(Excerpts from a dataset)
----------
//! Catalog sources that supply roles and users to the resolver.

use crate::{error::Result, role::Role, user::User};

/// Something that can produce the role and user catalogs.
pub trait CatalogSource {
    /// Read the role catalog.
    fn roles(&self) -> Result<Vec<Role>>;

    /// Read the user catalog.
    fn users(&self) -> Result<Vec<User>>;
}

/// In-memory catalogs.
#[derive(Debug, Default, Clone)]
pub struct MemorySource {
    roles: Vec<Role>,
    users: Vec<User>,
}

impl MemorySource {
    /// Create an empty memory source.
    pub fn new() -> Self {
        Self::default()
    }

    /// Add a role.
    pub fn with_role(mut self, role: Role) -> Self {
        self.roles.push(role);
        self
    }

    /// Add several roles.
    pub fn with_roles(mut self, roles: impl IntoIterator<Item = Role>) -> Self {
        self.roles.extend(roles);
        self
    }

    /// Add a user.
    pub fn with_user(mut self, user: User) -> Self {
        self.users.push(user);
        self
    }

    /// Add several users.
    pub fn with_users(mut self, users: impl IntoIterator<Item = User>) -> Self {
        self.users.extend(users);
        self
    }
}

impl CatalogSource for MemorySource {
    fn roles(&self) -> Result<Vec<Role>> {
        Ok(self.roles.clone())
    }

    fn users(&self) -> Result<Vec<User>> {
        Ok(self.users.clone())
    }
}

/// JSON catalogs (requires persistence feature).
///
/// A catalog is a JSON array of records: roles look like
/// `{"id": 2, "parent": 1}`, users like `{"id": 3, "name": "Sam", "role": 2}`.
#[cfg(feature = "persistence")]
pub mod file_storage {
    use super::*;
    use crate::error::Error;
    use serde::de::DeserializeOwned;
    use serde_json::Value;
    use std::{
        fs::File,
        io::BufReader,
        path::{Path, PathBuf},
    };

    /// Parse a role catalog. Anything but an array is rejected.
    pub fn roles_from_value(value: &Value) -> Result<Vec<Role>> {
        records_from_value(value, "roles")
    }

    /// Parse a user catalog. Anything but an array is rejected.
    pub fn users_from_value(value: &Value) -> Result<Vec<User>> {
        records_from_value(value, "users")
    }

    fn records_from_value<T: DeserializeOwned>(value: &Value, catalog: &str) -> Result<Vec<T>> {
        let records = value
            .as_array()
            .ok_or_else(|| Error::InvalidArgument(format!("{catalog} must be an array")))?;

        records
            .iter()
            .enumerate()
            .map(|(position, record)| {
                serde_json::from_value::<T>(record.clone()).map_err(|e| {
                    Error::InvalidArgument(format!("{catalog}[{position}] is malformed: {e}"))
                })
            })
            .collect()
    }

    fn read_value(path: &Path) -> Result<Value> {
        let file = File::open(path).map_err(|e| {
            Error::Storage(format!(
                "Failed to open catalog file {}: {}",
                path.display(),
                e
            ))
        })?;

        let reader = BufReader::new(file);
        Ok(serde_json::from_reader(reader)?)
    }

    /// Reads the two catalogs from JSON files.
    #[derive(Debug, Clone)]
    pub struct FileSource {
        roles_path: PathBuf,
        users_path: PathBuf,
    }

    impl FileSource {
        /// Create a file source from the paths of the two catalogs.
        pub fn new(roles_path: impl AsRef<Path>, users_path: impl AsRef<Path>) -> Self {
            Self {
                roles_path: roles_path.as_ref().to_path_buf(),
                users_path: users_path.as_ref().to_path_buf(),
            }
        }

        /// Get the role catalog path.
        pub fn roles_path(&self) -> &Path {
            &self.roles_path
        }

        /// Get the user catalog path.
        pub fn users_path(&self) -> &Path {
            &self.users_path
        }
    }

    impl CatalogSource for FileSource {
        fn roles(&self) -> Result<Vec<Role>> {
            roles_from_value(&read_value(&self.roles_path)?)
        }

        fn users(&self) -> Result<Vec<User>> {
            users_from_value(&read_value(&self.users_path)?)
        }
    }
}

#[cfg(feature = "persistence")]
pub use file_storage::{roles_from_value, users_from_value, FileSource};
----------
__WHAT TO WORK ON__.
Whenever the string "push" shows up in a line of the records, copy that line.

__ANSWER TO THIS EXERCISE__.
        self.roles.push(role);
        self.users.push(user);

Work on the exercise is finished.